Extracted data —

+++

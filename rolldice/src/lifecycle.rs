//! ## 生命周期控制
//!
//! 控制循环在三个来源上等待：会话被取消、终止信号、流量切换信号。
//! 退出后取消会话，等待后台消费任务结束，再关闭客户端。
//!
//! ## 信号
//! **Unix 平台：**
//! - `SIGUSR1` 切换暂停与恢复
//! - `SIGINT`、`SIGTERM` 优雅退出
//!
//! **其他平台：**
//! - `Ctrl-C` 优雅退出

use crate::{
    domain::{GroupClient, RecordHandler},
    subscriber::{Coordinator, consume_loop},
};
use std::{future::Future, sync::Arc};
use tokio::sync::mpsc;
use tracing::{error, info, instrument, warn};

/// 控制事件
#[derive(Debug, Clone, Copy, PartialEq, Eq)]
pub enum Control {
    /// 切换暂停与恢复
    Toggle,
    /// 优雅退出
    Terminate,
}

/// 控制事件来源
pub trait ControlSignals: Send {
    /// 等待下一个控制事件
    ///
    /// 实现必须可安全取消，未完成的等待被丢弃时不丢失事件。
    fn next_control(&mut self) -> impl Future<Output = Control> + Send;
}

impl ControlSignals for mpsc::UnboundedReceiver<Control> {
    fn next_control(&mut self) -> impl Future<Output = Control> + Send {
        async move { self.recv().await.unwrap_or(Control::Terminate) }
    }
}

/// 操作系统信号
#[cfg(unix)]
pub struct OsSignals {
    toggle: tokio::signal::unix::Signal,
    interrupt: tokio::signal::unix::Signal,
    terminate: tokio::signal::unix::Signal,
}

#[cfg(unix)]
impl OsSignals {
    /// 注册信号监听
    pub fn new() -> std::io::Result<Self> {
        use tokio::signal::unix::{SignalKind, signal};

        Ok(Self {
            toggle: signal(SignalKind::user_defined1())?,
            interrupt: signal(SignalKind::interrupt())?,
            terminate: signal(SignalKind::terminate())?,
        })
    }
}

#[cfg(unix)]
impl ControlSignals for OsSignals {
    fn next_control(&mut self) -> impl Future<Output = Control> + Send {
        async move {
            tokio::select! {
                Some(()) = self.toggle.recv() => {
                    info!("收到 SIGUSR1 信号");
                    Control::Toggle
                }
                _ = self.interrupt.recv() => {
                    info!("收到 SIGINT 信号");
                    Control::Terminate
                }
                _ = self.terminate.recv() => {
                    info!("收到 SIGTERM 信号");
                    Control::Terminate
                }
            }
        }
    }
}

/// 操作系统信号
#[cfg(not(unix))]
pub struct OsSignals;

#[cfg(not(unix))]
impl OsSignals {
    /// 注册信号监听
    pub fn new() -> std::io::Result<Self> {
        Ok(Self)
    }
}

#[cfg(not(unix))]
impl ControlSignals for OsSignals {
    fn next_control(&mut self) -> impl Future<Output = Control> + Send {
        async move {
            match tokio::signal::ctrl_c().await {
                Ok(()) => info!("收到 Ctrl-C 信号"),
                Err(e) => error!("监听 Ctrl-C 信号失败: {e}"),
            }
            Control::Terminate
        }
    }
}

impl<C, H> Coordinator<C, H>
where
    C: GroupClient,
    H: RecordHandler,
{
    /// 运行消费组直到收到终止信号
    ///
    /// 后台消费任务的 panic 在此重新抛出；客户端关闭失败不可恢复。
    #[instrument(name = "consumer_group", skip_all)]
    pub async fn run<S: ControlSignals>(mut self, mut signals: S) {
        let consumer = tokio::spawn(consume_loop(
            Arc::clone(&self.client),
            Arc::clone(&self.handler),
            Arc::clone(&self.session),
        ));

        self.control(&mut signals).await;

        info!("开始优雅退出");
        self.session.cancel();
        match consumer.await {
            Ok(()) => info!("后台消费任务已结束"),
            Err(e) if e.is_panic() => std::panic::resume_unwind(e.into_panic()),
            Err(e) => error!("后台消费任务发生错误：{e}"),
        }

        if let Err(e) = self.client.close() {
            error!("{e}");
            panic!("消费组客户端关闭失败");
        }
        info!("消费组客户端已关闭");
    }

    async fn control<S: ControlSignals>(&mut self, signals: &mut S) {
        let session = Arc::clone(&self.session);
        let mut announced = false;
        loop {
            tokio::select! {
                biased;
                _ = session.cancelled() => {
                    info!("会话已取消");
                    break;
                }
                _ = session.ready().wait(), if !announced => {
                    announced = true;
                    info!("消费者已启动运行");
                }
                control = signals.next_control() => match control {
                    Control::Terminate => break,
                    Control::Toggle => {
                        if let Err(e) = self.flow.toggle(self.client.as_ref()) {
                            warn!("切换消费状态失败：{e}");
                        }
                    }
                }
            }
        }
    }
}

+++

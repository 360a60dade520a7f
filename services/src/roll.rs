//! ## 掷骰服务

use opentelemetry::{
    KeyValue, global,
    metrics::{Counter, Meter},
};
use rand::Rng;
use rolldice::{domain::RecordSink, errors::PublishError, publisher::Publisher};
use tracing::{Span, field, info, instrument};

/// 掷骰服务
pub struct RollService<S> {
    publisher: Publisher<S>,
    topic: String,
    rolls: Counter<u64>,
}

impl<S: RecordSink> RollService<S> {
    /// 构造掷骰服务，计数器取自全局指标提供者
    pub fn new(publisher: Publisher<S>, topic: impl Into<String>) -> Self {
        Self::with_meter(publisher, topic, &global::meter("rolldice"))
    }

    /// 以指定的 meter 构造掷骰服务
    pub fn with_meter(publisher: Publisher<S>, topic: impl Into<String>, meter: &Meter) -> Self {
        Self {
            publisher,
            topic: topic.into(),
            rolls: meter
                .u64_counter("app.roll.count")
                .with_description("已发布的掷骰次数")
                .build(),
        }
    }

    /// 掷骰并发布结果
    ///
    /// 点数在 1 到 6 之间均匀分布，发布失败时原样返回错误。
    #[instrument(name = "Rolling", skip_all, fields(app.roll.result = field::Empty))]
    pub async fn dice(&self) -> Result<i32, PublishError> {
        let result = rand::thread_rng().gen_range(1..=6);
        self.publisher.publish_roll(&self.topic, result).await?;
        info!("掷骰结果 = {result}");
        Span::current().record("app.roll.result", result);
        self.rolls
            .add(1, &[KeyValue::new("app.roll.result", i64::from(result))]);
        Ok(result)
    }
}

+++

What you will do — Using the data above, show each line where "global" occurs.

Written answer —
    KeyValue, global,
        Self::with_meter(publisher, topic, &global::meter("rolldice"))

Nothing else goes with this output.